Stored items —

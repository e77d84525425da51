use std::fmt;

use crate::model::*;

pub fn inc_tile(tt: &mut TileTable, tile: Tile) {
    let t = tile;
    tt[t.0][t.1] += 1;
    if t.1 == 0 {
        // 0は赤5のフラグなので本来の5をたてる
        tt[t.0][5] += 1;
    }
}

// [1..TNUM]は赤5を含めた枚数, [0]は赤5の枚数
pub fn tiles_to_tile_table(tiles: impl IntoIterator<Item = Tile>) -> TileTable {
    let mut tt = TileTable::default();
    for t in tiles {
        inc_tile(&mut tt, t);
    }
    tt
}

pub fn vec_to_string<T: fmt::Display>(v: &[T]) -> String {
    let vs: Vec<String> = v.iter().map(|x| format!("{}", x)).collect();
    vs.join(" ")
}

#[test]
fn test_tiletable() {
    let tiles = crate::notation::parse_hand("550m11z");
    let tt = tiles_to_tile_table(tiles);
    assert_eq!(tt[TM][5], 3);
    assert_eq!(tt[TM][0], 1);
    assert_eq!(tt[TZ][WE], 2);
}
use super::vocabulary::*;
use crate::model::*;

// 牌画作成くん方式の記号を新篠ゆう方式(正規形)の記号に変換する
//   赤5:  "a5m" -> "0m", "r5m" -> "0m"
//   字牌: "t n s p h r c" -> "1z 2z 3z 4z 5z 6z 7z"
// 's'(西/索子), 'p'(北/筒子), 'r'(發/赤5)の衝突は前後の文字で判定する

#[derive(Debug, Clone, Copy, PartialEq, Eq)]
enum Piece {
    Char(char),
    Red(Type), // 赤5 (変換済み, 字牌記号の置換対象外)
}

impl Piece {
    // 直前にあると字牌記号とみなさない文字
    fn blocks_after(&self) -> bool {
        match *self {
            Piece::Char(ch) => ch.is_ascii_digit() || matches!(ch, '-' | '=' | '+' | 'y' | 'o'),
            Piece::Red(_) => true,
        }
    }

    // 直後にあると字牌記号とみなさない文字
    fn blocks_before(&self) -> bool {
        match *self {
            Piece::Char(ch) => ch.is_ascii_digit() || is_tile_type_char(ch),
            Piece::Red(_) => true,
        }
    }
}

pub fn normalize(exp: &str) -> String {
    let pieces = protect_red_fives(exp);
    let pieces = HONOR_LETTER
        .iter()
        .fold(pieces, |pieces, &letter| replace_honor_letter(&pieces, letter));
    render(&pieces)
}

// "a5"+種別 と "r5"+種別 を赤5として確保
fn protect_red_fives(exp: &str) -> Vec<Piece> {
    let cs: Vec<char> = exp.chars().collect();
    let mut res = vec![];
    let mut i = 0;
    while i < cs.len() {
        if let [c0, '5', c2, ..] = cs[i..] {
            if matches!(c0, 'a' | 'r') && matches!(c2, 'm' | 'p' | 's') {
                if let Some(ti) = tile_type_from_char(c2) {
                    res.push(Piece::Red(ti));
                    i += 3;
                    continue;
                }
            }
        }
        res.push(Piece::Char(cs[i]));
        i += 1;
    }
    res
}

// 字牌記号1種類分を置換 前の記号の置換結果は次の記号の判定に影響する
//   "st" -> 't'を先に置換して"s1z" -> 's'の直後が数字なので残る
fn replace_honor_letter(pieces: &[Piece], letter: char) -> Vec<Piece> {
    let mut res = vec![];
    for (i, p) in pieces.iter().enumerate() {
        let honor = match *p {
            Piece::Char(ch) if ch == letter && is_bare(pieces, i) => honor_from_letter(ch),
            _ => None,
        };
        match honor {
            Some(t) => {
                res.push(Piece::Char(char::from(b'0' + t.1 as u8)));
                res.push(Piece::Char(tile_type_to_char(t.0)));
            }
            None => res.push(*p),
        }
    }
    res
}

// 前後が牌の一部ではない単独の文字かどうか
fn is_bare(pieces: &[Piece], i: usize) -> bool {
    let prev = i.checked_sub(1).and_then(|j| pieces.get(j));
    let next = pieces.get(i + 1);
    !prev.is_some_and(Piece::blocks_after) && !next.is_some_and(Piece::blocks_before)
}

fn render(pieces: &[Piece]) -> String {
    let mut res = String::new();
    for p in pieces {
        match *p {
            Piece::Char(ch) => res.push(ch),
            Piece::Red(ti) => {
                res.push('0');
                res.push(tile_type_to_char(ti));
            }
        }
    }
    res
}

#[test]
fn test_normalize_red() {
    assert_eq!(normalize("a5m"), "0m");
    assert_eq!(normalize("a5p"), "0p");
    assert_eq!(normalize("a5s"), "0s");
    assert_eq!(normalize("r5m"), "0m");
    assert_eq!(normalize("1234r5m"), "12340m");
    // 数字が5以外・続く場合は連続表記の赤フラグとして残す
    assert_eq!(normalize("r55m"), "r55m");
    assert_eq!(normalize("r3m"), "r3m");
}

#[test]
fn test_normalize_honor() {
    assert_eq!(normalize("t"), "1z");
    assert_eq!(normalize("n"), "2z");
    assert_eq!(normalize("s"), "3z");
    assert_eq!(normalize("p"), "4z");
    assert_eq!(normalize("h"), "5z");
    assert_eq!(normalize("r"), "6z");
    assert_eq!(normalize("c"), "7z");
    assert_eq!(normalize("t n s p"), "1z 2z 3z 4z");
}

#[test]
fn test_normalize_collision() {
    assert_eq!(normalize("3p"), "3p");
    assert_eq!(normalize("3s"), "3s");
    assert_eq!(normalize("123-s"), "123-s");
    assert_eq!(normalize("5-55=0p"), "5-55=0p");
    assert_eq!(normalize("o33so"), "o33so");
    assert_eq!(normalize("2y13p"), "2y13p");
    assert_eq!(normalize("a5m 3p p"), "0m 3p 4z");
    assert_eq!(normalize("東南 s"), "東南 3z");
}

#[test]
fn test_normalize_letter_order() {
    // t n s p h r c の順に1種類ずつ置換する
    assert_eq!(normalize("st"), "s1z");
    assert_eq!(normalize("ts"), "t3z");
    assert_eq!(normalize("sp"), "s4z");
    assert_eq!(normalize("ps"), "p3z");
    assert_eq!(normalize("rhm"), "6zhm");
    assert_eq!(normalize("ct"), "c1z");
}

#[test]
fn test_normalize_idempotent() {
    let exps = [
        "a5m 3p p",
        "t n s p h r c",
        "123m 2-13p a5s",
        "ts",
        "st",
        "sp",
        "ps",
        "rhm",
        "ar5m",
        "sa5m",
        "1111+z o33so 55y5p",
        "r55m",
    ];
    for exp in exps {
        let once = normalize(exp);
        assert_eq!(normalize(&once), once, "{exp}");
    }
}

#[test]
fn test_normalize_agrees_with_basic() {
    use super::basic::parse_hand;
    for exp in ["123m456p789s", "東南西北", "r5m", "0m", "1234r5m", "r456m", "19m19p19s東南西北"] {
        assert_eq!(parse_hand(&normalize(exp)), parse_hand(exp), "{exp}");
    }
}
* * *
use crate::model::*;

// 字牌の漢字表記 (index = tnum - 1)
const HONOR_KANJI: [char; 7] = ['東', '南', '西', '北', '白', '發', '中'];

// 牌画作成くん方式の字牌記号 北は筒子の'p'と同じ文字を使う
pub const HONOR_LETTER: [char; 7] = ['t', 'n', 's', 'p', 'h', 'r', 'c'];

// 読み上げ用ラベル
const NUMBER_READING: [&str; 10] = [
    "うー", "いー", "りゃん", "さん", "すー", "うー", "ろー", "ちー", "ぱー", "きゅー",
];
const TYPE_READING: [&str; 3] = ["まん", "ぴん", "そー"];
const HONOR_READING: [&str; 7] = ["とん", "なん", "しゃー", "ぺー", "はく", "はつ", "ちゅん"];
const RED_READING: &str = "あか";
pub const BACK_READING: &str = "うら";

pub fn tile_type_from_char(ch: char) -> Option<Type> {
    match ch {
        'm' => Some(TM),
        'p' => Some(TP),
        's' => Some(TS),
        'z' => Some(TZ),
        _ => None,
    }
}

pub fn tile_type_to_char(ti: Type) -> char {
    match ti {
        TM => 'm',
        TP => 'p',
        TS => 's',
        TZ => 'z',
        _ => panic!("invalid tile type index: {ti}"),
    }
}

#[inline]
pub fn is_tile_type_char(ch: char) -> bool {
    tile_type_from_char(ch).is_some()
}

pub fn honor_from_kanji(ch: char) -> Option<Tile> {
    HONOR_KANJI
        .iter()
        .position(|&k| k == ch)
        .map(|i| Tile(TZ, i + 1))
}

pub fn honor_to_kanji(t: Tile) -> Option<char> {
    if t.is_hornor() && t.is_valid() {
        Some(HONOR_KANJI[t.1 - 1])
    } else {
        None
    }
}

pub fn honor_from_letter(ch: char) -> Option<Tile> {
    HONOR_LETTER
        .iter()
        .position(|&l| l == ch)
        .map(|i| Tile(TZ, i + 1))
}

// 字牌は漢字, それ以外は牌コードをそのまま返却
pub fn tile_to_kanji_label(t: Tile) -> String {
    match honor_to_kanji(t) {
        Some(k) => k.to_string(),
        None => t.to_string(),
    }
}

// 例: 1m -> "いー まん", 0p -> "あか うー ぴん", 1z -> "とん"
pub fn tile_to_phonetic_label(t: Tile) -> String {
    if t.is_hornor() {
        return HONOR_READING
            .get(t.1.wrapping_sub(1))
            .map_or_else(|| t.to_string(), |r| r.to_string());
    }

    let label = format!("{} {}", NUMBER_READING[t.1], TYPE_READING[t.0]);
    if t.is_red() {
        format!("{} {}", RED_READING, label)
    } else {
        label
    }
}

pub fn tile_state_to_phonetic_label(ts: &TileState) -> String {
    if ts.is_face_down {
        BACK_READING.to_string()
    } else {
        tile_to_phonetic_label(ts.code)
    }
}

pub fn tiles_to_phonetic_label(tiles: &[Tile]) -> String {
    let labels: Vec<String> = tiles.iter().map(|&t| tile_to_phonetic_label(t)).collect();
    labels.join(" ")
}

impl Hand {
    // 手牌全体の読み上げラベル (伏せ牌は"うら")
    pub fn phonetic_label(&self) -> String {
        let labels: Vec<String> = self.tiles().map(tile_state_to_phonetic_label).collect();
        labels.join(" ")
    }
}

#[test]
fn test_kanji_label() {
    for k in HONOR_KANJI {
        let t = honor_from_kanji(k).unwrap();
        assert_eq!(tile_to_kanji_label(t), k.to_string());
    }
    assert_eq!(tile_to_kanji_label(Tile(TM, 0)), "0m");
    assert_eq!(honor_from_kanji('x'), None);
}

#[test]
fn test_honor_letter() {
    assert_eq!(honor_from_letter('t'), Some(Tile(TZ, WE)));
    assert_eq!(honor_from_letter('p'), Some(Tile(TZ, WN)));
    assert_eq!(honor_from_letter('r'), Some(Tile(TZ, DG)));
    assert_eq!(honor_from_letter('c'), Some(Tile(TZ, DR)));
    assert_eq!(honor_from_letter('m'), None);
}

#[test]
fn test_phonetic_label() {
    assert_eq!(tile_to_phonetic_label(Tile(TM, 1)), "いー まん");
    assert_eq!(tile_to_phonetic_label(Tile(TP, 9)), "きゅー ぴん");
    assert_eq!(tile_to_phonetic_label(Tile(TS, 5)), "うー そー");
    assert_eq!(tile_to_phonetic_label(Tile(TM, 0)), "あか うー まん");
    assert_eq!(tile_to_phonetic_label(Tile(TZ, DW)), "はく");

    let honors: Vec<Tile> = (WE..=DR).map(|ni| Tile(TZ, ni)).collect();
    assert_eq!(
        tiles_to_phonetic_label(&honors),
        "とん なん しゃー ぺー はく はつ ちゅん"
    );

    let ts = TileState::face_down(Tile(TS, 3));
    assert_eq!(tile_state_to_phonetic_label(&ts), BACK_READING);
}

What to produce —
Within the lines above, find those holding the word "labels" and copy them.

Expected output —
    let labels: Vec<String> = tiles.iter().map(|&t| tile_to_phonetic_label(t)).collect();
    labels.join(" ")
        let labels: Vec<String> = self.tiles().map(tile_state_to_phonetic_label).collect();
        labels.join(" ")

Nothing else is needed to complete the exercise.